[Exercise description]: In the records below, pick out all lines containing the word "println".

----

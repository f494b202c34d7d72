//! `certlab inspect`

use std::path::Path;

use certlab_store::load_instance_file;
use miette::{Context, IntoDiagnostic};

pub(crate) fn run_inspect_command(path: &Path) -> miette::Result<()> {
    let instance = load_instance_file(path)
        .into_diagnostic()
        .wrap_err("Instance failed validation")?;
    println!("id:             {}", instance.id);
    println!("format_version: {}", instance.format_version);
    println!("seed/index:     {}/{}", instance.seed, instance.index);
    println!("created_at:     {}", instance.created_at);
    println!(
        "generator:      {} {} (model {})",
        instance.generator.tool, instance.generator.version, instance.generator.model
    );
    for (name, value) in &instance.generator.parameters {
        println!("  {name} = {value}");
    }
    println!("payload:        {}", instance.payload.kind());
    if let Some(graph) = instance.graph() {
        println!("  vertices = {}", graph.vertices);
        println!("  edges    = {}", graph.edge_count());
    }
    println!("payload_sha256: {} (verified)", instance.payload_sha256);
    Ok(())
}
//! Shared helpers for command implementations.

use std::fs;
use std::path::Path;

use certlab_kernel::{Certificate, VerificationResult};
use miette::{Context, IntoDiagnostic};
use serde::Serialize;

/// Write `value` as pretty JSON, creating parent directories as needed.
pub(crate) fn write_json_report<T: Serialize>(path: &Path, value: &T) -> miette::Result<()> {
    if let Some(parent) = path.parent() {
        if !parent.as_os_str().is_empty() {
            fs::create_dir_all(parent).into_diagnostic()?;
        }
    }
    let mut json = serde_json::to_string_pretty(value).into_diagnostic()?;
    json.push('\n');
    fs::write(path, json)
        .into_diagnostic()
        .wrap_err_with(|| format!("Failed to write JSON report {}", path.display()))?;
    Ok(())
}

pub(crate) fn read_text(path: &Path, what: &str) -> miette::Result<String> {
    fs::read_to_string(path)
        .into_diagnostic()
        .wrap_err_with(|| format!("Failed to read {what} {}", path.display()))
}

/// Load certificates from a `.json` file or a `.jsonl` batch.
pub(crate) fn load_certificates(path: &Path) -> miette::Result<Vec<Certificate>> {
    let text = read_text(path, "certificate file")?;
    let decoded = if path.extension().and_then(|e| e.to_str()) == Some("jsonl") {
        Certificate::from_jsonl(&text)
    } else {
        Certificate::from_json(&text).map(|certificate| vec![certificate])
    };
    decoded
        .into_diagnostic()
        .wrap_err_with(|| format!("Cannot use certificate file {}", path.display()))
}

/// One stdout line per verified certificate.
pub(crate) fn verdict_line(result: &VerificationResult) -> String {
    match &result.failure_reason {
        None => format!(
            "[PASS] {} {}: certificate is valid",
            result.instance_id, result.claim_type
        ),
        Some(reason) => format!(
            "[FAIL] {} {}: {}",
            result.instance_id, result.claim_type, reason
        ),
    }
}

----

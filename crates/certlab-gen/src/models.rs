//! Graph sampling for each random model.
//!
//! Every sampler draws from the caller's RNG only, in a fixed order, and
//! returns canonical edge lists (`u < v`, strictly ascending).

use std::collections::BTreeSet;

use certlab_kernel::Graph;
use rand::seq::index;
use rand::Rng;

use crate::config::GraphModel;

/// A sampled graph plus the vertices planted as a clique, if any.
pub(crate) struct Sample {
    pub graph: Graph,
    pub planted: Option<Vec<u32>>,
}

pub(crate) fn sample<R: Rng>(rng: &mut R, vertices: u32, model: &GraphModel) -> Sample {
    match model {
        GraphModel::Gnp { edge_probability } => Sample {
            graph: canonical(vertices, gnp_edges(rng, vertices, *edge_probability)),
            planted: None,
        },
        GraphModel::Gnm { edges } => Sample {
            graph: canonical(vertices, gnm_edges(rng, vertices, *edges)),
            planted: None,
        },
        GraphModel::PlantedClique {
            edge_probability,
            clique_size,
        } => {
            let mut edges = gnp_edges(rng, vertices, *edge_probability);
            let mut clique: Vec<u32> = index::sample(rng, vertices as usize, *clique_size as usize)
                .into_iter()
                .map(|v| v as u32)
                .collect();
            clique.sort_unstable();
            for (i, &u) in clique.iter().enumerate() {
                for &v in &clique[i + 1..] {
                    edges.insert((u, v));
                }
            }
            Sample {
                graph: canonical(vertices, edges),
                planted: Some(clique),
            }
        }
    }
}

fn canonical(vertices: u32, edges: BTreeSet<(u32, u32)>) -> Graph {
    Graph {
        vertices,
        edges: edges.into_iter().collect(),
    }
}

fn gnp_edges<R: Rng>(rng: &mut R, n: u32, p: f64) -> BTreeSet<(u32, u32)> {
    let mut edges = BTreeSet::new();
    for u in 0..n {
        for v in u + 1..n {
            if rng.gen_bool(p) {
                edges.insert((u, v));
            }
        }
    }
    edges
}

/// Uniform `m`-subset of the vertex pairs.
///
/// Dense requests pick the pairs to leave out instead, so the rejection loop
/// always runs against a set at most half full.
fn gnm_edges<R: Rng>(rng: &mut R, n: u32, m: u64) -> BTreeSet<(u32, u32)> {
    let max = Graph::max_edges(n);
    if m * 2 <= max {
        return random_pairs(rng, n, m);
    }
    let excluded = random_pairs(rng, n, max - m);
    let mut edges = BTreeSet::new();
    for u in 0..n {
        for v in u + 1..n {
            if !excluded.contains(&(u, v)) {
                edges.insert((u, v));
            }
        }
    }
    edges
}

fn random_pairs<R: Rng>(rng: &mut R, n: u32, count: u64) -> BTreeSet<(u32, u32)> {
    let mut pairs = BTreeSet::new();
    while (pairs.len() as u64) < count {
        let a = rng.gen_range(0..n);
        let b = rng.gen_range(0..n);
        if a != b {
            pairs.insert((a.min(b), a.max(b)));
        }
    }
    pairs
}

----

[Answer box]:
    println!("id:             {}", instance.id);
    println!("format_version: {}", instance.format_version);
    println!("seed/index:     {}/{}", instance.seed, instance.index);
    println!("created_at:     {}", instance.created_at);
    println!(
        println!("  {name} = {value}");
    println!("payload:        {}", instance.payload.kind());
        println!("  vertices = {}", graph.vertices);
        println!("  edges    = {}", graph.edge_count());
    println!("payload_sha256: {} (verified)", instance.payload_sha256);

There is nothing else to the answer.